Definition
The Hessian of a twice-differentiable function [latex]f: \mathbb{R}^n \rightarrow \mathbb{R}[/latex] at a point [latex]x\in {\bf dom} f[/latex] is the matrix containing the second derivatives of the function at that point. That is, the Hessian is the matrix with elements given by
[latex]\begin{align*} H_{ij} = \frac{\partial^2 f}{\partial x_i \partial x_j}(x),\quad 1\leq i,j \leq n. \end{align*}[/latex]
The Hessian of [latex]f[/latex] at [latex]x[/latex] is often denoted [latex]\nabla^2 f(x)[/latex].

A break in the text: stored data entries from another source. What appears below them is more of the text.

//! Named text encodings for channel payloads.
//!
//! Outbound text is converted to bytes with [`Encoding::encode`]. Inbound
//! bytes are converted back to text by a [`Decoder`], which is stateful:
//! a multi-byte character (or a base64 group) split across two deliveries
//! is held back until the rest of it arrives.
//!
//! # Example
//!
//! ```rust
//! use memstream::encoding::{Decoder, Encoding};
//!
//! let bytes = Encoding::Utf8.encode("héllo").unwrap();
//! let mut decoder = Decoder::new(Encoding::Utf8);
//!
//! // Split inside the two-byte 'é'
//! assert_eq!(decoder.write(&bytes[..2]), "h");
//! assert_eq!(decoder.write(&bytes[2..]), "éllo");
//! ```

use core::fmt;
use core::str::FromStr;

use base64::Engine;
use base64::engine::general_purpose::STANDARD;
use bytes::Bytes;

use crate::error::{Error, Result};

/// A named character encoding.
#[derive(Debug, Clone, Copy, PartialEq, Eq, Hash, Default)]
pub enum Encoding {
    #[default]
    Utf8,
    /// 7-bit ASCII; the high bit is dropped when decoding.
    Ascii,
    /// ISO-8859-1, one byte per code point. Also known as `binary`.
    Latin1,
    Base64,
    Hex,
    Utf16Le,
}

impl Encoding {
    /// Canonical lowercase name.
    pub fn name(&self) -> &'static str {
        match self {
            Encoding::Utf8 => "utf8",
            Encoding::Ascii => "ascii",
            Encoding::Latin1 => "latin1",
            Encoding::Base64 => "base64",
            Encoding::Hex => "hex",
            Encoding::Utf16Le => "utf16le",
        }
    }

    /// Converts text to its byte representation in this encoding.
    ///
    /// ASCII and Latin-1 keep the low byte of each code point. Base64 and
    /// hex text is decoded and fails with [`Error::InvalidEncoding`] when
    /// malformed.
    pub fn encode(&self, text: &str) -> Result<Bytes> {
        let bytes: Vec<u8> = match self {
            Encoding::Utf8 => return Ok(Bytes::copy_from_slice(text.as_bytes())),
            Encoding::Ascii | Encoding::Latin1 => {
                text.chars().map(|c| (c as u32 & 0xFF) as u8).collect()
            }
            Encoding::Base64 => STANDARD.decode(text).map_err(|e| self.invalid(e))?,
            Encoding::Hex => hex::decode(text).map_err(|e| self.invalid(e))?,
            Encoding::Utf16Le => text
                .encode_utf16()
                .flat_map(|unit| unit.to_le_bytes())
                .collect(),
        };
        Ok(Bytes::from(bytes))
    }

    fn invalid(&self, reason: impl fmt::Display) -> Error {
        Error::InvalidEncoding {
            encoding: self.name(),
            reason: reason.to_string(),
        }
    }
}

impl fmt::Display for Encoding {
    fn fmt(&self, f: &mut fmt::Formatter<'_>) -> fmt::Result {
        f.write_str(self.name())
    }
}

impl FromStr for Encoding {
    type Err = Error;

    fn from_str(name: &str) -> Result<Self> {
        match name.to_ascii_lowercase().as_str() {
            "utf8" | "utf-8" => Ok(Encoding::Utf8),
            "ascii" => Ok(Encoding::Ascii),
            "latin1" | "binary" => Ok(Encoding::Latin1),
            "base64" => Ok(Encoding::Base64),
            "hex" => Ok(Encoding::Hex),
            "utf16le" | "utf-16le" | "ucs2" | "ucs-2" => Ok(Encoding::Utf16Le),
            _ => Err(Error::UnknownEncoding(name.to_string())),
        }
    }
}

/// Stateful byte to text converter.
#[derive(Debug, Clone)]
pub struct Decoder {
    encoding: Encoding,

    /// Bytes held back from the previous `write` (incomplete sequence).
    pending: Vec<u8>,
}

impl Decoder {
    pub fn new(encoding: Encoding) -> Self {
        Self {
            encoding,
            pending: Vec::new(),
        }
    }

    pub fn encoding(&self) -> Encoding {
        self.encoding
    }

    /// Number of bytes buffered waiting for the rest of a sequence.
    pub fn buffered(&self) -> usize {
        self.pending.len()
    }

    /// Decodes one chunk, returning whatever text is complete so far.
    ///
    /// The result may be empty when the whole chunk was held back.
    pub fn write(&mut self, data: &[u8]) -> String {
        match self.encoding {
            Encoding::Ascii => data.iter().map(|&b| (b & 0x7F) as char).collect(),
            Encoding::Latin1 => data.iter().map(|&b| b as char).collect(),
            Encoding::Hex => hex::encode(data),
            Encoding::Utf8 => {
                let buf = self.take_with(data);
                let cut = buf.len() - incomplete_utf8_tail(&buf);
                self.pending.extend_from_slice(&buf[cut..]);
                String::from_utf8_lossy(&buf[..cut]).into_owned()
            }
            Encoding::Base64 => {
                let buf = self.take_with(data);
                let cut = buf.len() - buf.len() % 3;
                self.pending.extend_from_slice(&buf[cut..]);
                STANDARD.encode(&buf[..cut])
            }
            Encoding::Utf16Le => {
                let buf = self.take_with(data);
                let mut cut = buf.len() & !1;
                // Hold back a trailing high surrogate until its pair arrives
                if cut >= 2 {
                    let last = u16::from_le_bytes([buf[cut - 2], buf[cut - 1]]);
                    if (0xD800..=0xDBFF).contains(&last) {
                        cut -= 2;
                    }
                }
                self.pending.extend_from_slice(&buf[cut..]);
                decode_utf16le(&buf[..cut])
            }
        }
    }

    /// Flushes any held-back bytes, replacing incomplete sequences.
    pub fn end(&mut self) -> String {
        let rest = core::mem::take(&mut self.pending);
        if rest.is_empty() {
            return String::new();
        }
        match self.encoding {
            Encoding::Utf8 => String::from_utf8_lossy(&rest).into_owned(),
            Encoding::Base64 => STANDARD.encode(&rest),
            Encoding::Utf16Le => {
                let mut text = decode_utf16le(&rest[..rest.len() & !1]);
                if rest.len() % 2 == 1 {
                    text.push(char::REPLACEMENT_CHARACTER);
                }
                text
            }
            Encoding::Ascii | Encoding::Latin1 | Encoding::Hex => String::new(),
        }
    }

    fn take_with(&mut self, data: &[u8]) -> Vec<u8> {
        let mut buf = core::mem::take(&mut self.pending);
        buf.extend_from_slice(data);
        buf
    }
}

/// Length of a trailing UTF-8 sequence that is started but not finished.
fn incomplete_utf8_tail(bytes: &[u8]) -> usize {
    let len = bytes.len();
    for back in 1..=len.min(3) {
        let byte = bytes[len - back];
        if byte & 0xC0 == 0x80 {
            continue;
        }
        let needed = match byte {
            0xC0..=0xDF => 2,
            0xE0..=0xEF => 3,
            0xF0..=0xF7 => 4,
            _ => 1,
        };
        return if needed > back { back } else { 0 };
    }
    0
}

fn decode_utf16le(bytes: &[u8]) -> String {
    let units = bytes
        .chunks_exact(2)
        .map(|pair| u16::from_le_bytes([pair[0], pair[1]]));
    char::decode_utf16(units)
        .map(|c| c.unwrap_or(char::REPLACEMENT_CHARACTER))
        .collect()
}

#[cfg(test)]
mod tests {
    use super::*;

    #[test]
    fn test_parse_names() {
        assert_eq!("utf8".parse::<Encoding>().unwrap(), Encoding::Utf8);
        assert_eq!("UTF-8".parse::<Encoding>().unwrap(), Encoding::Utf8);
        assert_eq!("binary".parse::<Encoding>().unwrap(), Encoding::Latin1);
        assert_eq!("ucs2".parse::<Encoding>().unwrap(), Encoding::Utf16Le);

        let err = "ebcdic".parse::<Encoding>().unwrap_err();
        assert_eq!(err, Error::UnknownEncoding("ebcdic".into()));
    }

    #[test]
    fn test_utf8_split_sequence() {
        let bytes = Encoding::Utf8.encode("a€b").unwrap();
        assert_eq!(bytes.len(), 5);

        let mut decoder = Decoder::new(Encoding::Utf8);
        assert_eq!(decoder.write(&bytes[..2]), "a");
        assert_eq!(decoder.buffered(), 1);
        assert_eq!(decoder.write(&bytes[2..3]), "");
        assert_eq!(decoder.buffered(), 2);
        assert_eq!(decoder.write(&bytes[3..]), "€b");
        assert_eq!(decoder.buffered(), 0);
    }

    #[test]
    fn test_utf8_end_flushes_partial() {
        let mut decoder = Decoder::new(Encoding::Utf8);
        assert_eq!(decoder.write(&[b'x', 0xE2, 0x82]), "x");
        assert_eq!(decoder.end(), "\u{FFFD}");
        assert_eq!(decoder.end(), "");
    }

    #[test]
    fn test_base64_groups() {
        let mut decoder = Decoder::new(Encoding::Base64);
        assert_eq!(decoder.write(b"he"), "");
        assert_eq!(decoder.write(b"llo"), "aGVs");
        assert_eq!(decoder.end(), "bG8=");

        assert_eq!(
            Encoding::Base64.encode("aGVsbG8=").unwrap(),
            Bytes::from_static(b"hello")
        );
        let err = Encoding::Base64.encode("not base64!").unwrap_err();
        assert_eq!(err.kind(), crate::ErrorKind::InvalidEncoding);
    }

    #[test]
    fn test_hex_and_latin1() {
        assert_eq!(Encoding::Hex.encode("cafe").unwrap(), Bytes::from_static(&[0xCA, 0xFE]));
        assert!(Encoding::Hex.encode("xyz").is_err());
        assert_eq!(Decoder::new(Encoding::Hex).write(&[0xCA, 0xFE]), "cafe");

        assert_eq!(Encoding::Latin1.encode("é").unwrap(), Bytes::from_static(&[0xE9]));
        assert_eq!(Decoder::new(Encoding::Latin1).write(&[0xE9]), "é");
        assert_eq!(Decoder::new(Encoding::Ascii).write(&[0xE9]), "i");
    }

    #[test]
    fn test_utf16le_surrogate_split() {
        let bytes = Encoding::Utf16Le.encode("a😀").unwrap();
        assert_eq!(bytes.len(), 6);

        let mut decoder = Decoder::new(Encoding::Utf16Le);
        assert_eq!(decoder.write(&bytes[..3]), "a");
        assert_eq!(decoder.write(&bytes[3..4]), "");
        assert_eq!(decoder.write(&bytes[4..]), "😀");
    }
}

The second derivative is independent of the order in which derivatives are taken. Hence, [latex]H_{ij} = H_{ji}[/latex] for every pair [latex](i,j)[/latex]. Thus, the Hessian is a symmetric matrix.
Examples
Hessian of a quadratic function
Consider the quadratic function
[latex]\begin{align*} q(x) = x_1^2 + 2x_1 x_2 + 3x_2^2 + 4x_1 + 5x_2 +6 \end{align*}[/latex]
The Hessian of [latex]q[/latex] at [latex]x[/latex] is given by
[latex]\begin{align*} \frac{\partial^2 q}{\partial x_i \partial x_j}(x) = \left(\begin{array}{cc} \dfrac{\partial^2 q}{\partial x_1^2}(x) & \dfrac{\partial^2 q}{\partial x_1 \partial x_2}(x) \\[3ex] \dfrac{\partial^2 q}{\partial x_2 \partial x_1}(x) & \dfrac{\partial^2 q}{\partial x_2^2}(x) \end{array}\right) = \left(\begin{array}{ll} 2 & 2 \\ 2 & 6 \end{array}\right) \text{. } \end{align*}[/latex]
For quadratic functions, the Hessian is a constant matrix, that is, it does not depend on the point at which it is evaluated.
Hessian of the log-sum-exp function
Consider the ‘‘log-sum-exp’’ function [latex]\mathrm{lse}: \mathbb{R}^2 \rightarrow \mathbb{R}[/latex], with values
[latex]\begin{align*} \mathrm{lse}(x):= \log(e^{x_1}+e^{x_2}). \end{align*}[/latex]
The gradient of [latex]\mathrm{lse}[/latex] at [latex]x[/latex] is
[latex]\begin{align*} \nabla \mathrm{lse}(x) = \frac{1}{z_1 + z_2}\left(\begin{array}{c} z_1 \\ z_2 \end{array}\right). \end{align*}[/latex]
where [latex]z_i: = e^{x_i}[/latex], [latex]i=1,2[/latex]. The Hessian is given by
[latex]\begin{align*} \nabla^2 \mathrm{lse}(x) = \frac{z_1 z_2}{(z_1 +z_2)^2}\left(\begin{array}{cc} 1 & -1 \\ -1 & 1 \end{array}\right) \end{align*}[/latex]
More generally, the Hessian of the function [latex]f: \mathbb{R}^n \rightarrow \mathbb{R}[/latex] with values
[latex]\begin{align*} \mathrm{lse}(x):= \log\sum\limits_{i=1}^{n} \left(e^{x_i}\right). \end{align*}[/latex]
is as follows.
● First the gradient at a point [latex]x[/latex] is (see here):
[latex]\begin{align*} \nabla \mathrm{lse}(x) = \frac{1}{\sum_{i=1}^n e^{x_i}}\left(\begin{array}{c} e^{x_1} \\ \cdots\\ e^{x_n} \end{array}\right) = \frac{1}{Z} z, \end{align*}[/latex]
where [latex]z=\left(\begin{array}{c} e^{x_1} \\ \cdots\\ e^{x_n} \end{array}\right)[/latex], and [latex]Z = \sum_{i=1}^n z_i[/latex].
● Now the Hessian at a point [latex]x[/latex] is obtained by taking derivatives of each component of the gradient. If [latex]g_i(x)[/latex] is the [latex]i[/latex]-th component, that is,
[latex]\begin{align*} g_i(x) = \frac{e^{x_i}}{\sum_{i=1}^n e^{x_i}} = \frac{z_i}{Z} \end{align*}[/latex]
then
[latex]\begin{align*} \frac{\partial g_i(x)}{\partial x_i} = \frac{z_i}{Z} - \frac{z_i^2}{Z^2}, \end{align*}[/latex]
and, for [latex]j \neq i[/latex]:
[latex]\begin{align*} \frac{\partial g_i(x)}{\partial x_j} = -\frac{z_i z_j}{Z^2}. \end{align*}[/latex]
More compactly:
[latex]\begin{align*} \nabla^2 \mathrm{lse}(x) = \frac{1}{Z^2} (Z {\bf diag}(z) - zz^T). \end{align*}[/latex]